> **RECORDS PROVIDED**
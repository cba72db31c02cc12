//! Dependency graph export for debugging and documentation.
//!
//! [`DependencyGraph`] is a snapshot of the registry: one node per
//! providable type, one edge per constructor parameter. DOT and Mermaid
//! renderings are always available; JSON and YAML need the `graph-export`
//! feature.

use crate::internal::sync::TypeMap;
use crate::registration::{AnyArc, Registry};

#[cfg(feature = "graph-export")]
use serde::{Deserialize, Serialize};

/// A providable type.
#[derive(Debug, Clone, PartialEq, Eq)]
#[cfg_attr(feature = "graph-export", derive(Serialize, Deserialize))]
pub struct GraphNode {
    /// Stable identifier, usable in DOT and Mermaid output
    pub id: String,
    /// Full type name
    pub type_name: String,
    /// Name of the constructor providing this type
    pub constructor: String,
    /// Whether an instance has been built already
    pub cached: bool,
}

/// "`from` needs `to`": `to` is a parameter of the constructor for `from`.
///
/// `to` may name a type with no node when it has no provider.
#[derive(Debug, Clone, PartialEq, Eq)]
#[cfg_attr(feature = "graph-export", derive(Serialize, Deserialize))]
pub struct GraphEdge {
    /// Id of the dependent node
    pub from: String,
    /// Id of the dependency
    pub to: String,
}

/// Snapshot returned by [`Container::dependency_graph`](crate::Container::dependency_graph).
///
/// # Examples
///
/// ```
/// use ferrous_wire::Container;
/// use std::sync::Arc;
///
/// struct Database;
/// struct Repository(Arc<Database>);
///
/// let mut container = Container::new();
/// container.provide(|| Database)?;
/// container.provide(|db: Arc<Database>| Repository(db))?;
///
/// let graph = container.dependency_graph();
/// assert_eq!(graph.nodes.len(), 2);
/// assert_eq!(graph.edges.len(), 1);
/// assert!(graph.to_dot().starts_with("digraph DependencyGraph {"));
/// # Ok::<(), ferrous_wire::DiError>(())
/// ```
#[derive(Debug, Clone, Default, PartialEq, Eq)]
#[cfg_attr(feature = "graph-export", derive(Serialize, Deserialize))]
pub struct DependencyGraph {
    /// Nodes in provider registration order
    pub nodes: Vec<GraphNode>,
    /// Edges in parameter order
    pub edges: Vec<GraphEdge>,
}

impl DependencyGraph {
    pub(crate) fn build(registry: &Registry, cache: &TypeMap<AnyArc>) -> Self {
        let mut graph = DependencyGraph::default();

        for (_, provider) in registry.iter() {
            for output in provider.outputs.iter() {
                graph.nodes.push(GraphNode {
                    id: node_id(output.display_name()),
                    type_name: output.display_name().to_string(),
                    constructor: provider.name.to_string(),
                    cached: cache.contains_key(output),
                });

                for param in provider.params.iter() {
                    graph.edges.push(GraphEdge {
                        from: node_id(output.display_name()),
                        to: node_id(param.display_name()),
                    });
                }
            }
        }

        graph
    }

    /// Looks up a node by full type name.
    pub fn node(&self, type_name: &str) -> Option<&GraphNode> {
        self.nodes.iter().find(|n| n.type_name == type_name)
    }

    /// Renders the graph in Graphviz DOT format.
    ///
    /// Cached types are filled; types without a provider are drawn dashed.
    pub fn to_dot(&self) -> String {
        let mut output = String::new();
        output.push_str("digraph DependencyGraph {\n");
        output.push_str("  rankdir=TB;\n");
        output.push_str("  node [shape=box];\n\n");

        for node in &self.nodes {
            let fill = if node.cached { "lightblue" } else { "white" };
            output.push_str(&format!(
                "  \"{}\" [label=\"{}\", fillcolor={}, style=filled];\n",
                node.id,
                escape(&node.type_name),
                fill
            ));
        }
        for missing in self.unprovided() {
            output.push_str(&format!("  \"{}\" [style=dashed];\n", missing));
        }

        output.push('\n');
        for edge in &self.edges {
            output.push_str(&format!("  \"{}\" -> \"{}\";\n", edge.from, edge.to));
        }

        output.push_str("}\n");
        output
    }

    /// Renders the graph as a Mermaid flowchart.
    pub fn to_mermaid(&self) -> String {
        let mut output = String::new();
        output.push_str("graph TD\n");

        for node in &self.nodes {
            output.push_str(&format!("  {}[\"{}\"]\n", node.id, escape(&node.type_name)));
        }
        for edge in &self.edges {
            output.push_str(&format!("  {} --> {}\n", edge.from, edge.to));
        }

        output.push_str("\n  classDef cached fill:#e1f5fe\n");
        for node in self.nodes.iter().filter(|n| n.cached) {
            output.push_str(&format!("  class {} cached\n", node.id));
        }

        output
    }

    /// Serializes the graph as pretty-printed JSON.
    #[cfg(feature = "graph-export")]
    pub fn to_json(&self) -> crate::DiResult<String> {
        serde_json::to_string_pretty(self).map_err(|e| crate::DiError::Export(e.to_string()))
    }

    /// Serializes the graph as YAML.
    #[cfg(feature = "graph-export")]
    pub fn to_yaml(&self) -> crate::DiResult<String> {
        serde_yaml::to_string(self).map_err(|e| crate::DiError::Export(e.to_string()))
    }

    /// Edge targets that have no node.
    fn unprovided(&self) -> Vec<&str> {
        let mut missing: Vec<&str> = self
            .edges
            .iter()
            .map(|e| e.to.as_str())
            .filter(|to| !self.nodes.iter().any(|n| n.id == *to))
            .collect();
        missing.sort_unstable();
        missing.dedup();
        missing
    }
}

/// Identifier safe for both DOT and Mermaid: alphanumerics and `_` only.
fn node_id(type_name: &str) -> String {
    type_name
        .chars()
        .map(|c| if c.is_ascii_alphanumeric() { c } else { '_' })
        .collect()
}

fn escape(label: &str) -> String {
    label.replace('"', "\\\"")
}

#[cfg(test)]
mod tests {
    use super::*;
    use crate::Container;
    use std::sync::Arc;

    struct Database;
    struct Cache;
    struct Repository;

    fn sample() -> Container {
        let mut container = Container::new();
        container
            .provide(|| Database)
            .unwrap()
            .provide(|_: Arc<Database>, _: Arc<Cache>| Repository)
            .unwrap();
        container
    }

    #[test]
    fn nodes_and_edges_follow_registrations() {
        let container = sample();
        container.resolve::<Database>().unwrap();

        let graph = container.dependency_graph();
        let db = graph.node(std::any::type_name::<Database>()).unwrap();
        let repo = graph.node(std::any::type_name::<Repository>()).unwrap();

        assert!(db.cached);
        assert!(!repo.cached);
        assert_eq!(graph.edges.len(), 2);
        assert_eq!(graph.edges[0].from, repo.id);
        assert_eq!(graph.edges[0].to, db.id);
    }

    #[test]
    fn dot_marks_unprovided_types() {
        let dot = sample().dependency_graph().to_dot();
        let cache_id = node_id(std::any::type_name::<Cache>());

        assert!(dot.contains(&format!("\"{}\" [style=dashed];", cache_id)));
        assert!(dot.trim_end().ends_with('}'));
    }

    #[test]
    fn mermaid_lists_edges() {
        let graph = sample().dependency_graph();
        let mermaid = graph.to_mermaid();

        assert!(mermaid.starts_with("graph TD\n"));
        assert_eq!(mermaid.matches("-->").count(), 2);
    }

    #[test]
    fn node_ids_are_identifier_safe() {
        assert_eq!(node_id("a::B<c::D>"), "a__B_c__D_");
    }

    #[cfg(feature = "graph-export")]
    #[test]
    fn serializes_to_json_and_yaml() {
        let graph = sample().dependency_graph();

        let json = graph.to_json().unwrap();
        let back: DependencyGraph = serde_json::from_str(&json).unwrap();
        assert_eq!(back, graph);

        assert!(graph.to_yaml().unwrap().contains("nodes:"));
    }
}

> **EXERCISE DIRECTIONS**
Word for word, write out every entry shown above.

> **TASK RESPONSE**
repository cba72db31c02cc12
//! Dependency graph export for debugging and documentation.
//!
//! [`DependencyGraph`] is a snapshot of the registry: one node per
//! providable type, one edge per constructor parameter. DOT and Mermaid
//! renderings are always available; JSON and YAML need the `graph-export`
//! feature.

use crate::internal::sync::TypeMap;
use crate::registration::{AnyArc, Registry};

#[cfg(feature = "graph-export")]
use serde::{Deserialize, Serialize};

/// A providable type.
#[derive(Debug, Clone, PartialEq, Eq)]
#[cfg_attr(feature = "graph-export", derive(Serialize, Deserialize))]
pub struct GraphNode {
    /// Stable identifier, usable in DOT and Mermaid output
    pub id: String,
    /// Full type name
    pub type_name: String,
    /// Name of the constructor providing this type
    pub constructor: String,
    /// Whether an instance has been built already
    pub cached: bool,
}

/// "`from` needs `to`": `to` is a parameter of the constructor for `from`.
///
/// `to` may name a type with no node when it has no provider.
#[derive(Debug, Clone, PartialEq, Eq)]
#[cfg_attr(feature = "graph-export", derive(Serialize, Deserialize))]
pub struct GraphEdge {
    /// Id of the dependent node
    pub from: String,
    /// Id of the dependency
    pub to: String,
}

/// Snapshot returned by [`Container::dependency_graph`](crate::Container::dependency_graph).
///
/// # Examples
///
/// ```
/// use ferrous_wire::Container;
/// use std::sync::Arc;
///
/// struct Database;
/// struct Repository(Arc<Database>);
///
/// let mut container = Container::new();
/// container.provide(|| Database)?;
/// container.provide(|db: Arc<Database>| Repository(db))?;
///
/// let graph = container.dependency_graph();
/// assert_eq!(graph.nodes.len(), 2);
/// assert_eq!(graph.edges.len(), 1);
/// assert!(graph.to_dot().starts_with("digraph DependencyGraph {"));
/// # Ok::<(), ferrous_wire::DiError>(())
/// ```
#[derive(Debug, Clone, Default, PartialEq, Eq)]
#[cfg_attr(feature = "graph-export", derive(Serialize, Deserialize))]
pub struct DependencyGraph {
    /// Nodes in provider registration order
    pub nodes: Vec<GraphNode>,
    /// Edges in parameter order
    pub edges: Vec<GraphEdge>,
}

impl DependencyGraph {
    pub(crate) fn build(registry: &Registry, cache: &TypeMap<AnyArc>) -> Self {
        let mut graph = DependencyGraph::default();

        for (_, provider) in registry.iter() {
            for output in provider.outputs.iter() {
                graph.nodes.push(GraphNode {
                    id: node_id(output.display_name()),
                    type_name: output.display_name().to_string(),
                    constructor: provider.name.to_string(),
                    cached: cache.contains_key(output),
                });

                for param in provider.params.iter() {
                    graph.edges.push(GraphEdge {
                        from: node_id(output.display_name()),
                        to: node_id(param.display_name()),
                    });
                }
            }
        }

        graph
    }

    /// Looks up a node by full type name.
    pub fn node(&self, type_name: &str) -> Option<&GraphNode> {
        self.nodes.iter().find(|n| n.type_name == type_name)
    }

    /// Renders the graph in Graphviz DOT format.
    ///
    /// Cached types are filled; types without a provider are drawn dashed.
    pub fn to_dot(&self) -> String {
        let mut output = String::new();
        output.push_str("digraph DependencyGraph {\n");
        output.push_str("  rankdir=TB;\n");
        output.push_str("  node [shape=box];\n\n");

        for node in &self.nodes {
            let fill = if node.cached { "lightblue" } else { "white" };
            output.push_str(&format!(
                "  \"{}\" [label=\"{}\", fillcolor={}, style=filled];\n",
                node.id,
                escape(&node.type_name),
                fill
            ));
        }
        for missing in self.unprovided() {
            output.push_str(&format!("  \"{}\" [style=dashed];\n", missing));
        }

        output.push('\n');
        for edge in &self.edges {
            output.push_str(&format!("  \"{}\" -> \"{}\";\n", edge.from, edge.to));
        }

        output.push_str("}\n");
        output
    }

    /// Renders the graph as a Mermaid flowchart.
    pub fn to_mermaid(&self) -> String {
        let mut output = String::new();
        output.push_str("graph TD\n");

        for node in &self.nodes {
            output.push_str(&format!("  {}[\"{}\"]\n", node.id, escape(&node.type_name)));
        }
        for edge in &self.edges {
            output.push_str(&format!("  {} --> {}\n", edge.from, edge.to));
        }

        output.push_str("\n  classDef cached fill:#e1f5fe\n");
        for node in self.nodes.iter().filter(|n| n.cached) {
            output.push_str(&format!("  class {} cached\n", node.id));
        }

        output
    }

    /// Serializes the graph as pretty-printed JSON.
    #[cfg(feature = "graph-export")]
    pub fn to_json(&self) -> crate::DiResult<String> {
        serde_json::to_string_pretty(self).map_err(|e| crate::DiError::Export(e.to_string()))
    }

    /// Serializes the graph as YAML.
    #[cfg(feature = "graph-export")]
    pub fn to_yaml(&self) -> crate::DiResult<String> {
        serde_yaml::to_string(self).map_err(|e| crate::DiError::Export(e.to_string()))
    }

    /// Edge targets that have no node.
    fn unprovided(&self) -> Vec<&str> {
        let mut missing: Vec<&str> = self
            .edges
            .iter()
            .map(|e| e.to.as_str())
            .filter(|to| !self.nodes.iter().any(|n| n.id == *to))
            .collect();
        missing.sort_unstable();
        missing.dedup();
        missing
    }
}

/// Identifier safe for both DOT and Mermaid: alphanumerics and `_` only.
fn node_id(type_name: &str) -> String {
    type_name
        .chars()
        .map(|c| if c.is_ascii_alphanumeric() { c } else { '_' })
        .collect()
}

fn escape(label: &str) -> String {
    label.replace('"', "\\\"")
}

#[cfg(test)]
mod tests {
    use super::*;
    use crate::Container;
    use std::sync::Arc;

    struct Database;
    struct Cache;
    struct Repository;

    fn sample() -> Container {
        let mut container = Container::new();
        container
            .provide(|| Database)
            .unwrap()
            .provide(|_: Arc<Database>, _: Arc<Cache>| Repository)
            .unwrap();
        container
    }

    #[test]
    fn nodes_and_edges_follow_registrations() {
        let container = sample();
        container.resolve::<Database>().unwrap();

        let graph = container.dependency_graph();
        let db = graph.node(std::any::type_name::<Database>()).unwrap();
        let repo = graph.node(std::any::type_name::<Repository>()).unwrap();

        assert!(db.cached);
        assert!(!repo.cached);
        assert_eq!(graph.edges.len(), 2);
        assert_eq!(graph.edges[0].from, repo.id);
        assert_eq!(graph.edges[0].to, db.id);
    }

    #[test]
    fn dot_marks_unprovided_types() {
        let dot = sample().dependency_graph().to_dot();
        let cache_id = node_id(std::any::type_name::<Cache>());

        assert!(dot.contains(&format!("\"{}\" [style=dashed];", cache_id)));
        assert!(dot.trim_end().ends_with('}'));
    }

    #[test]
    fn mermaid_lists_edges() {
        let graph = sample().dependency_graph();
        let mermaid = graph.to_mermaid();

        assert!(mermaid.starts_with("graph TD\n"));
        assert_eq!(mermaid.matches("-->").count(), 2);
    }

    #[test]
    fn node_ids_are_identifier_safe() {
        assert_eq!(node_id("a::B<c::D>"), "a__B_c__D_");
    }

    #[cfg(feature = "graph-export")]
    #[test]
    fn serializes_to_json_and_yaml() {
        let graph = sample().dependency_graph();

        let json = graph.to_json().unwrap();
        let back: DependencyGraph = serde_json::from_str(&json).unwrap();
        assert_eq!(back, graph);

        assert!(graph.to_yaml().unwrap().contains("nodes:"));
    }
}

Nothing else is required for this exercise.